« Adaptogène » : que dit vraiment ce mot ?

Le mot est partout : dans les magazines, sur les étiquettes, dans les conversations. « Adaptogène » a pourtant une histoire précise, et la connaître aide à faire le tri entre ce que le terme dit vraiment — et ce qu'on lui fait dire.
Un mot né de la recherche soviétique
Années 1940, URSS. Le pharmacologue Nikolaï Lazarev cherche des substances capables d'aider l'organisme à faire face à des conditions extrêmes — froid, effort, privation — sans le brusquer.

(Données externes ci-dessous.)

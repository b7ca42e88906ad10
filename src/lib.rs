//! # Salatr Library
//!
//! Internal library for the salatr binary application
//!
//! This library exists to enable testing of the scheduling internals and provide clean
//! separation between CLI dispatch (main.rs) and application logic.
//!
//! ## Architecture
//!
//! - **Prayer times**: `prayer` computes the six daily events behind the
//!   `PrayerTimeSource` trait and rolls past events forward to their next occurrence
//! - **Alarms**: `alarm` turns events into durable alarms (`AlarmScheduler`), fires them
//!   (`FiringHandler`) and runs the polling daemon
//! - **Voices**: `voice` manages synthesized, downloaded and streamed adhan voices and
//!   resolves which audio an alarm plays (`AudioResolver`)
//! - **Configuration**: `config` for TOML-based settings with a private geo.toml
//! - **Commands**: `commands` for CLI subcommands (schedule, cancel, test, voices, ...)
//! - **Infrastructure**: state directories and stores, lock files, signal handling,
//!   D-Bus notifications, logging and the swappable clock

// Import macros from logger module for use in all submodules
#[macro_use]
pub mod logger;

pub mod alarm;
pub mod args;
pub mod commands;
pub mod config;
pub mod constants;
pub mod error;
pub mod io;
pub mod prayer;
pub mod state;
pub mod time_source;
pub mod voice;

pub use error::{CoreError, CoreResult};
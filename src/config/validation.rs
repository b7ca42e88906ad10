//! Configuration validation functionality.
//!
//! Rejects values that would make scheduling impossible or surprising: coordinates
//! off the globe, unknown calculation methods, time zones chrono-tz does not know,
//! and timings outside their supported ranges.

use anyhow::Result;
use chrono_tz::Tz;

use super::Config;
use crate::constants::*;
use crate::prayer::{CalculationMethod, Madhab};

/// Validate every field that is present. Missing fields take defaults later.
pub fn validate_config(config: &Config) -> Result<()> {
    if let Some(lat) = config.latitude
        && !(-90.0..=90.0).contains(&lat)
    {
        anyhow::bail!("latitude must be between -90 and 90 degrees (got {})", lat);
    }

    if let Some(lon) = config.longitude
        && !(-180.0..=180.0).contains(&lon)
    {
        anyhow::bail!(
            "longitude must be between -180 and 180 degrees (got {})",
            lon
        );
    }

    if config.latitude.is_some() != config.longitude.is_some() {
        anyhow::bail!("latitude and longitude must be configured together");
    }

    if let Some(ref tz) = config.timezone
        && tz.parse::<Tz>().is_err()
    {
        anyhow::bail!(
            "timezone '{}' is not a known IANA time zone (e.g. \"Europe/London\")",
            tz
        );
    }

    if let Some(ref method) = config.method
        && CalculationMethod::from_name(method).is_none()
    {
        let known: Vec<&str> = CalculationMethod::ALL.iter().map(|m| m.as_str()).collect();
        anyhow::bail!(
            "method '{}' is not recognized. Use one of: {}",
            method,
            known.join(", ")
        );
    }

    if let Some(ref madhab) = config.madhab
        && Madhab::from_name(madhab).is_none()
    {
        anyhow::bail!("madhab must be \"shafi\" or \"hanafi\" (got \"{}\")", madhab);
    }

    if let Some(interval) = config.poll_interval
        && !(MINIMUM_POLL_INTERVAL..=MAXIMUM_POLL_INTERVAL).contains(&interval)
    {
        anyhow::bail!(
            "poll_interval ({} seconds) must be between {} and {} seconds",
            interval,
            MINIMUM_POLL_INTERVAL,
            MAXIMUM_POLL_INTERVAL
        );
    }

    if let Some(timeout) = config.download_timeout
        && !(MINIMUM_DOWNLOAD_TIMEOUT..=MAXIMUM_DOWNLOAD_TIMEOUT).contains(&timeout)
    {
        anyhow::bail!(
            "download_timeout ({} seconds) must be between {} and {} seconds",
            timeout,
            MINIMUM_DOWNLOAD_TIMEOUT,
            MAXIMUM_DOWNLOAD_TIMEOUT
        );
    }

    for (key, value) in [
        ("voice_list_url", &config.voice_list_url),
        ("fallback_audio_url", &config.fallback_audio_url),
    ] {
        if let Some(url) = value {
            validate_url(key, url)?;
        }
    }

    if let Some(ref dir) = config.sounds_dir
        && dir.trim().is_empty()
    {
        anyhow::bail!("sounds_dir must not be empty");
    }

    Ok(())
}

fn validate_url(key: &str, url: &str) -> Result<()> {
    let rest = url
        .strip_prefix("https://")
        .or_else(|| url.strip_prefix("http://"));
    match rest {
        Some(host) if !host.is_empty() && !host.starts_with('/') => Ok(()),
        _ => anyhow::bail!("{} must be an http(s) URL (got \"{}\")", key, url),
    }
}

Il forge le terme adaptogène : ce qui aide à « s'adapter ». Dans les décennies suivantes, son élève Israel Brekhman passe au crible des plantes des traditions locales, du ginseng à l'éleuthérocoque, puis à la rhodiola. Trois critères se dessinent : un adaptogène devrait soutenir la résistance générale de l'organisme, agir de façon non spécifique, et rester bien toléré aux doses usuelles.
Ce que le mot recouvre — et ce qu'il ne garantit pas
Retenons l'essentiel : « adaptogène » désigne un concept issu de la tradition et de recherches anciennes, pas une catégorie officiellement reconnue par la réglementation européenne. Sur une étiquette française, le mot n'a donc aucune valeur d'allégation. Ce qui compte réellement, c'est la plante elle-même : son espèce exacte, sa partie utilisée, la qualité de son extrait — les repères que nous détaillons planche par planche.
- Les classiques du genre : ginseng (Panax ginseng), éleuthérocoque, rhodiola, ashwagandha, basilic sacré (tulsi), schisandra.
- Leur point commun réel : une longue tradition d'usage dans des contextes exigeants — hivers rudes, travail physique, périodes de tension.
- Leur vraie différence : chaque plante a son profil et sa tradition propre ; les mettre toutes dans le même sac, c'est déjà les trahir.
Pourquoi cet herbier les documente une à une
Parce que c'est la seule façon sérieuse d'en parler. La rhodiola des falaises sibériennes n'est pas l'ashwagandha des plaines indiennes ; leurs histoires, leurs formes et leurs usages traditionnels diffèrent. Les planches de cet herbier leur redonnent, à chacune, leur singularité.